1. Discuss the place and time for the trial. 2. Put in writing the fee for your professional time and get paid in advance. 3. Discuss the medical/chiropractic legal issues in the case. 4. Determine the expected effect of the doctor's testimony.
Point #4 is very important. A trial is like a battle. The attorney wants you to win specific points for his side, not just randomly discuss chiropractic or even this patient's treatment. You must know what theory you are to prove with your testimony. It is you responsibility to also know the facts that support your opinion. Share these with the attorney before the trial. Also, be sure to discuss the weak points you see in the case so the attorney can be prepared to mitigate any damage when these points are brought up. You should also go over you deposition with the attorney during this meeting to discuss strong and weak points that were made during the deposition.
Finally, review the depositions of the other experts who will be testifying against you. Learn their strong points and discuss with the attorney how you will neutralize them with your testimony.
Other chapters are equally helpful when doing PI work. They cover chiropractic records, narrative report writing, MMI, apportionment, depositions, direct examination, cross examination, the doctor-attorney relationship, and much more.
Drs. Foreman and Stahl have participated as expert witnesses in more chiropractic-legal cases than any other chiropractors I know. Their expertise is so highly regarded that they have not only been witnesses in Superior and Federal courts, they have also been retained as experts for both the District Attorney's office and the Attorney General's office in California. Dr. Sportelli is co-author of Risk Management in Chiropractic, former chairman of the ACA Board of Governors, and is currently a director at NCMIC.

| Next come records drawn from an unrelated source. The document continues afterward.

//! Main entry point for the duo-match client
//!
//! Runs a local matchmaking simulation: an in-process realtime service and one
//! matchmaking controller per simulated client. Optionally keeps the first
//! client's session reachable over HTTP until shutdown.

use anyhow::Result;
use clap::Parser;
use duo_match::config::AppConfig;
use duo_match::service::{
    ControlServer, ControlServerConfig, ControlServerState, SimulationApp, SimulationReport,
};
use std::path::PathBuf;
use std::sync::Arc;
use std::time::Duration;
use tokio::signal;
use tracing::{error, info, warn};

/// duo-match - pair two clients into a realtime room
#[derive(Parser)]
#[command(
    name = "duo-match",
    version,
    about = "Client-side matchmaking orchestrator for two-player realtime rooms",
    long_about = "duo-match connects clients to a realtime backend, joins a random open room \
                 or creates one when none exists, and loads the room scene once the room \
                 is full. This binary runs the matchmaking against an in-process backend."
)]
struct Args {
    /// Configuration file path
    #[arg(
        short,
        long,
        value_name = "FILE",
        help = "Path to configuration file (TOML format)"
    )]
    config: Option<PathBuf>,

    /// Log level override
    #[arg(
        short,
        long,
        value_name = "LEVEL",
        help = "Override log level (trace, debug, info, warn, error)"
    )]
    log_level: Option<String>,

    /// Number of simulated clients
    #[arg(long, value_name = "N", help = "Number of clients to matchmake")]
    clients: Option<usize>,

    /// Game version override
    #[arg(long, value_name = "VERSION", help = "Override the client game version")]
    game_version: Option<String>,

    /// Room capacity override
    #[arg(long, value_name = "N", help = "Override the maximum players per room")]
    max_players: Option<u8>,

    /// Let joins land in full rooms
    #[arg(
        long,
        help = "Do not enforce room capacity in the local backend (exercises overflow handling)"
    )]
    no_capacity_enforcement: bool,

    /// Serve the first client's session over HTTP
    #[arg(long, help = "Keep running and expose the first client over HTTP")]
    serve: bool,

    /// HTTP port override
    #[arg(long, value_name = "PORT", help = "Override HTTP control server port")]
    http_port: Option<u16>,

    /// Enable debug mode
    #[arg(short, long, help = "Enable debug mode with verbose logging")]
    debug: bool,

    /// Dry run mode (validate config and exit)
    #[arg(long, help = "Validate configuration and exit without matchmaking")]
    dry_run: bool,
}

/// Initialize structured logging with the configured level
fn init_logging(log_level: &str) -> Result<()> {
    let subscriber = tracing_subscriber::fmt()
        .with_env_filter(
            tracing_subscriber::EnvFilter::try_from_default_env()
                .unwrap_or_else(|_| log_level.into()),
        )
        .with_target(false)
        .with_thread_ids(true)
        .with_line_number(true)
        .finish();

    tracing::subscriber::set_global_default(subscriber)
        .map_err(|e| anyhow::anyhow!("Failed to initialize logging: {}", e))?;

    Ok(())
}

/// Load configuration and apply CLI overrides
fn load_config(args: &Args) -> Result<AppConfig> {
    let mut config = if let Some(config_path) = &args.config {
        AppConfig::from_file(config_path)?
    } else {
        AppConfig::from_env()?
    };

    if let Some(log_level) = &args.log_level {
        config.service.log_level = log_level.clone();
    }
    if args.debug {
        config.service.log_level = "debug".to_string();
    }
    if let Some(clients) = args.clients {
        config.simulation.clients = clients;
    }
    if let Some(game_version) = &args.game_version {
        config.matchmaking.game_version = game_version.clone();
    }
    if let Some(max_players) = args.max_players {
        config.matchmaking.max_players_per_room = max_players;
    }
    if args.no_capacity_enforcement {
        config.simulation.enforce_capacity = false;
    }
    if let Some(http_port) = args.http_port {
        config.service.http_port = http_port;
    }

    duo_match::config::validate_config(&config)?;
    Ok(config)
}

/// Display startup banner with client information
fn display_startup_banner(config: &AppConfig) {
    info!("duo-match {}", duo_match::VERSION);
    info!("   Service: {}", config.service.name);
    info!("   Log level: {}", config.service.log_level);
    info!("   Game version: {}", config.matchmaking.game_version);
    info!(
        "   Players per room: {}",
        config.matchmaking.max_players_per_room
    );
    info!("   Room scene: {}", config.matchmaking.room_scene_name);
    info!("   Simulated clients: {}", config.simulation.clients);
    info!(
        "   Capacity enforced: {}",
        config.simulation.enforce_capacity
    );
}

fn print_report(report: &SimulationReport) {
    for session in &report.sessions {
        let room = session
            .room
            .as_ref()
            .map(|room| format!("{} ({}/{})", room.room_id, room.player_count, room.max_players))
            .unwrap_or_else(|| "-".to_string());
        println!("session {}  {:<18}  room {}", session.id, session.state.to_string(), room);
    }
    println!(
        "rooms created: {}, random joins: {}, random join failures: {}",
        report.stats.rooms_created, report.stats.random_joins, report.stats.random_join_failures
    );
    if report.timed_out {
        println!("not every client settled before the ready timeout");
    }
}

/// Wait for shutdown signals (SIGINT, SIGTERM)
async fn wait_for_shutdown_signal() {
    let ctrl_c = async {
        if let Err(e) = signal::ctrl_c().await {
            error!("Failed to listen for Ctrl+C: {}", e);
        }
    };

    #[cfg(unix)]
    let terminate = async {
        match signal::unix::signal(signal::unix::SignalKind::terminate()) {
            Ok(mut sigterm) => {
                sigterm.recv().await;
            }
            Err(e) => {
                error!("Failed to install SIGTERM handler: {}", e);
                std::future::pending::<()>().await;
            }
        }
    };

    #[cfg(not(unix))]
    let terminate = std::future::pending::<()>();

    tokio::select! {
        _ = ctrl_c => info!("Received SIGINT (Ctrl+C) signal"),
        _ = terminate => info!("Received SIGTERM signal"),
    }
}

async fn serve_first_client(app: &SimulationApp) -> Result<()> {
    let Some(slot) = app.clients().first() else {
        warn!("No client to serve");
        return Ok(());
    };

    let server = Arc::new(ControlServer::new(
        ControlServerConfig {
            host: app.config().service.http_host.clone(),
            port: app.config().service.http_port,
        },
        ControlServerState {
            handle: slot.handle().clone(),
            snapshots: slot.snapshots(),
            status: slot.status().clone(),
            metrics_collector: app.metrics(),
        },
    ));

    let server_task = {
        let server = server.clone();
        tokio::spawn(async move { server.start().await })
    };

    info!("Serving {} - press Ctrl+C to stop", slot.label());
    wait_for_shutdown_signal().await;
    server.stop();

    match server_task.await {
        Ok(result) => result,
        Err(e) => Err(anyhow::anyhow!("Control server task failed: {}", e)),
    }
}

#[tokio::main]
async fn main() -> Result<()> {
    let args = Args::parse();

    let config = load_config(&args).unwrap_or_else(|e| {
        eprintln!("Configuration error: {}", e);
        std::process::exit(1);
    });

    if let Err(e) = init_logging(&config.service.log_level) {
        eprintln!("Failed to initialize logging: {}", e);
        std::process::exit(1);
    }

    display_startup_banner(&config);

    if args.dry_run {
        info!("Configuration validation successful - exiting");
        return Ok(());
    }

    let app = match SimulationApp::new(config) {
        Ok(app) => app,
        Err(e) => {
            error!("Failed to initialize simulation: {}", e);
            std::process::exit(1);
        }
    };

    app.connect_staggered(Duration::from_secs(2)).await?;
    let report = app.wait_until_settled().await;
    print_report(&report);

    if args.serve {
        serve_first_client(&app).await?;
    }

    let timed_out = report.timed_out;
    app.shutdown();

    if timed_out {
        std::process::exit(2);
    }
    Ok(())
}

This book is a must for every chiropractor doing any personal injury work. The knowledge you will gain from this book will increase you PI practice as attorneys find out that you are truly an expert doctor that knows the subtleties of legal work. Your reputation as the best doctor in town will increase your referrals from attorneys. I recommend this book highly for doctors and graduates preparing for licensure.